ETL vs ELT: Data Warehouses Evolved
For years now, the process of migrating data into a data warehouse, whether it be an ongoing, repeated analytics pipeline, a one-time move into a new platform, or both, has consisted of a series of three steps, namely: Extraction, Transformation, & Loading, or just ETL for short. The whole point of this being to provide businesses with clean, relevant data, suitable for analytics, but ETL has become outdated with the latest in data warehousing technology.
Besides being quite complex (in particular the transformation part), it usually requires at least several months for a small sized organization to ramp up and get going. If the migration is to be an ongoing, repeated influx of cleansed and transformed data, expect an equally non-stop series of updates to the ETL job as well, since data is always evolving with any business over time and will usually require adjustments to the job, accordingly.
The largest difference between these two approaches, and the reason why ETL has been around for so long to begin with, basically hinges on the processing capabilities data warehouse servers have historically been restricted to, as compared to the ground-up, built for the cloud powerhouse now available with the cloud data warehouse services of Snowflake. These new enhancements and capabilities include:
• ELT is Cloud Based. With infinite scalability, the on demand nature of cloud services, combined with Snowflake’s unique ability to separate compute from data, means you have all the performance you need, when you need it, and don’t have to pay for it when you don’t.
• Storage is Cheap! Super fast, S3 or Azure based storage comes for as little as $40/mo in the US, and $45/mo in the EU.
• Concurrency is not an issue anymore.Running a transformation into production data on a server with separate compute warehouses, such as Snowflake, means the data stays fresh and there’s no performance impact on any of the production users, even from their own activities parallel to other departments.

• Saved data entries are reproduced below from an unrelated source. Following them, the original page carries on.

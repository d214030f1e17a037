use async_trait::async_trait;
use scf_endpoints::{EndpointSubset, Endpoints};
use sqlx::Row;

use super::{is_unique_violation, next_revision, PgRegistry};
use crate::error::{RegistryError, RegistryResult};
use crate::store::EndpointsStore;

const KIND: &str = "Endpoints";

fn object_name(namespace: &str, name: &str) -> String {
    format!("{namespace}/{name}")
}

#[async_trait]
impl EndpointsStore for PgRegistry {
    async fn get_endpoints(&self, namespace: &str, name: &str) -> RegistryResult<Endpoints> {
        let row = sqlx::query(
            "SELECT subsets, resource_version FROM endpoints WHERE namespace = $1 AND name = $2",
        )
        .bind(namespace)
        .bind(name)
        .fetch_optional(&self.pool)
        .await?;

        let Some(row) = row else {
            return Err(RegistryError::NotFound {
                kind: KIND,
                name: object_name(namespace, name),
            });
        };
        let subsets: serde_json::Value = row.try_get("subsets")?;
        let resource_version: i64 = row.try_get("resource_version")?;

        Ok(Endpoints {
            namespace: namespace.to_string(),
            name: name.to_string(),
            subsets: serde_json::from_value::<Vec<EndpointSubset>>(subsets)?,
            resource_version: resource_version as u64,
        })
    }

    async fn create_endpoints(&self, mut endpoints: Endpoints) -> RegistryResult<Endpoints> {
        let mut tx = self.begin_write().await?;
        let revision = next_revision(&mut tx).await?;

        sqlx::query(
            r#"
            INSERT INTO endpoints (namespace, name, subsets, resource_version)
            VALUES ($1, $2, $3, $4)
            "#,
        )
        .bind(&endpoints.namespace)
        .bind(&endpoints.name)
        .bind(serde_json::to_value(&endpoints.subsets)?)
        .bind(revision)
        .execute(&mut *tx)
        .await
        .map_err(|e| {
            if is_unique_violation(&e) {
                RegistryError::AlreadyExists {
                    kind: KIND,
                    name: object_name(&endpoints.namespace, &endpoints.name),
                }
            } else {
                RegistryError::Database(e)
            }
        })?;
        tx.commit().await?;

        endpoints.resource_version = revision as u64;
        Ok(endpoints)
    }

    async fn update_endpoints(&self, mut endpoints: Endpoints) -> RegistryResult<Endpoints> {
        let mut tx = self.begin_write().await?;
        let revision = next_revision(&mut tx).await?;

        let updated = sqlx::query(
            r#"
            UPDATE endpoints
            SET subsets = $3, resource_version = $4, updated_at = now()
            WHERE namespace = $1 AND name = $2 AND resource_version = $5
            "#,
        )
        .bind(&endpoints.namespace)
        .bind(&endpoints.name)
        .bind(serde_json::to_value(&endpoints.subsets)?)
        .bind(revision)
        .bind(endpoints.resource_version as i64)
        .execute(&mut *tx)
        .await?
        .rows_affected();

        if updated == 0 {
            let stored: Option<i64> = sqlx::query_scalar(
                "SELECT resource_version FROM endpoints WHERE namespace = $1 AND name = $2",
            )
            .bind(&endpoints.namespace)
            .bind(&endpoints.name)
            .fetch_optional(&mut *tx)
            .await?;

            let name = object_name(&endpoints.namespace, &endpoints.name);
            return Err(match stored {
                Some(actual) => RegistryError::Conflict {
                    kind: KIND,
                    name,
                    expected: endpoints.resource_version,
                    actual: actual as u64,
                },
                None => RegistryError::NotFound { kind: KIND, name },
            });
        }
        tx.commit().await?;

        endpoints.resource_version = revision as u64;
        Ok(endpoints)
    }
}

This last point is actually key because Snowflake was built to handle analytical operations on real time, one-version-of-the-truth, production data, without the typical slowdowns a given query can impose when people from different departments are working with the same data simultaneously, to say nothing for an incoming transformation job like with ELT. That separation of compute from storage really changes everything, and Snowflake takes the usual expenses for administration out of the picture as well, so the savings can be nothing short of spectacular.